Ingredients
- 1 cup whole-milk cottage cheese
- 1/2 cup milk of choice
- 2 large eggs
- 2 tbsp. coconut sugar (or maple syrup)
- 1 tsp. vanilla extract
- 1 1/4 cup oat flour (or all-purpose flour)
- 2 tsp. baking powder
- 1 tsp. ground cinnamon
- 1/4 tsp. ground nutmeg
- 1/4 tsp. ground ginger
- 1/2 tsp. kosher salt
- 1 cup finely grated carrots (from 2 large carrots)
- 1/4 cup finely chopped walnuts or pecans (toasted for deeper flavor)
- Extra-virgin olive oil or butter for cooking
- suggested toppings: maple cream cheese or greek yogurt, extra chopped nuts, maple syrup
Instructions
- Blend Wet Ingredients: Combine cottage cheese, milk, eggs, coconut sugar (or maple syrup), and vanilla in a blender or large mixing bowl. Blend until smooth.
- Combine Dry Ingredients: In a large bowl, mix flour, baking powder, spices, and salt. Add the blended mixture to the dry ingredients and mix until just combined. Fold in carrots and nuts. The batter will be thick.
- Cook: Heat a skillet over medium heat and lightly oil it. Use a 1/3 cup measuring cup to scoop batter onto the skillet. Cook until the bottom is golden, 2 to 3 minutes. Flip and cook for another 1 to 2 minutes. Repeat with remaining batter, adjusting heat as necessary.
- Serve: Top pancakes with maple syrup and chopped nuts. A scoop of Greek yogurt or maple cream cheese is a great addition.
Notes
For extra sweetness, consider adding a bit more coconut sugar or maple syrup to the batter.
You can substitute with dairy-free alternatives if needed, such as almond milk or coconut yogurt.
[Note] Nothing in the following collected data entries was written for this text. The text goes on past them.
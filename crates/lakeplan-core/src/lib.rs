//! Layout planning for a zoned data lake.
//!
//! This crate decides where a dataset lives and when it moves:
//!
//! - canonical partition directories, file names, sidecar names and
//!   `latest` aliases for a [`DatasetDescriptor`]
//! - parsing those paths back into descriptors
//! - age-based lifecycle actions (archive or delete) over a catalog snapshot
//! - an `object_store` backed lake that writes objects and applies actions
//! - migration of flat legacy files into the partitioned layout
//!
//! # Quick Start
//!
//! ```
//! use chrono::{TimeZone, Utc};
//! use lakeplan_core::{DataFormat, DatasetDescriptor, LakePathPlanner, Zone};
//!
//! let ts = Utc.with_ymd_and_hms(2026, 1, 26, 14, 9, 37).unwrap();
//! let descriptor = DatasetDescriptor::new(
//!     Zone::Raw,
//!     "csv_ingestion",
//!     "events",
//!     "events",
//!     ts,
//!     DataFormat::Parquet,
//! );
//!
//! let paths = LakePathPlanner::default()
//!     .plan_object_path(&descriptor, ts)
//!     .unwrap();
//! assert_eq!(
//!     paths.data_file_path,
//!     "raw/source=csv_ingestion/type=events/timestamp=20260126_140937/events_csv_ingestion_20260126_140937.parquet"
//! );
//! assert_eq!(paths.latest_alias_path.as_deref(), Some("raw/events_latest.parquet"));
//! ```
//!
//! # Configuration
//!
//! | Environment Variable | Description |
//! |---------------------|-------------|
//! | `LAKEPLAN_CONFIG` | Path to the YAML lake config (default: `lakeplan.yaml`) |
//! | `LAKEPLAN_STORE_URL` | Store URL (`s3://bucket/prefix`, `file:///path`, `memory://`) |

pub mod config;
pub mod descriptor;
pub mod error;
pub mod migration;
pub mod naming;
pub mod planner;
pub mod report;
pub mod retention;
pub mod sidecar;
pub mod store;
pub mod zone;

// Re-export main types
pub use config::{LakeConfig, RetentionConfig, CONFIG_ENV};
pub use descriptor::{validate_identifier, DataFormat, DatasetDescriptor};
pub use error::{ConfigError, ConfigResult, PlanError, PlanResult};
pub use naming::{
    format_timestamp, parse_object_path, parse_timestamp, timestamp_in_file_name, PartitionScheme,
};
pub use migration::{MigrationReport, MigrationRule};
pub use planner::{LakePathPlanner, ObjectPaths};
pub use report::{render_report, validate_layout, LayoutReport, StorageStats, ZoneStats};
pub use retention::{
    ExpiryAction, LifecycleAction, LifecycleActions, RetentionEvaluator, RetentionPolicy,
    RetentionRule,
};
pub use sidecar::{schema_fingerprint, Lineage, MetadataSidecar};
pub use store::{
    ApplyOptions, ApplyOutcome, ApplyReport, CatalogEntry, CatalogStore, InMemoryCatalog,
    ObjectStoreLake, RebuildReport, RetryPolicy, StoreError, StoreResult, StoreSpec,
    WriteReceipt,
};
pub use zone::Zone;

// Re-export bytes for CLI convenience
pub use bytes::Bytes;
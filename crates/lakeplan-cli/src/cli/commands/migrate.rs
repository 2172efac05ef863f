//! `lakeplan migrate` - Move flat legacy files into the partitioned layout.

use anyhow::{Context, Result};
use std::path::Path;

use crate::cli::args::MigrateArgs;
use crate::cli::helpers::{load_config, open_catalogued_lake, parse_now, print_json};
use crate::exit_codes;

pub async fn run(args: MigrateArgs, config_path: &Path) -> Result<i32> {
    let config = load_config(config_path)?;
    let now = parse_now(args.now.as_deref())?;
    let lake = open_catalogued_lake(&args.store.store, config).await?;

    let report = lake
        .migrate_legacy(now, args.dry_run)
        .await
        .context("failed to migrate lake")?;
    print_json(&report)?;

    if !report.unmatched.is_empty() {
        eprintln!(
            "{} file(s) match no migration rule; add rules under `migrations` in the config",
            report.unmatched.len()
        );
    }
    if report.failed.is_empty() {
        Ok(exit_codes::SUCCESS)
    } else {
        eprintln!("{} file(s) could not be migrated", report.failed.len());
        Ok(exit_codes::VALIDATION_FAILED)
    }
}
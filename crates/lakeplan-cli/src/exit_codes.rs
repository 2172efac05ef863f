//! Process exit codes. Part of the public contract of `lakeplan`.

pub const SUCCESS: i32 = 0;
pub const VALIDATION_FAILED: i32 = 1; // Rejected descriptor/path, collision, invalid layout, failed actions
pub const INTERNAL_ERROR: i32 = 2; // Config, store connection or I/O error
To keep pancakes warm while cooking in batches, place them on an ovenproof plate in a low oven.
Nutrition
- Serving Size: 1 pancake
- Calories: 150
- Sugar: 3g
- Sodium: 250mg
- Fat: 6g
- Saturated Fat: 1.5g
- Unsaturated Fat: 3.5g
- Trans Fat: 0g
- Carbohydrates: 18g
- Fiber: 2g
- Protein: 7g
- Cholesterol: 70mg
Nutritional information is an estimate. The nutritional values for your final dish may vary based on measuring differences and products used.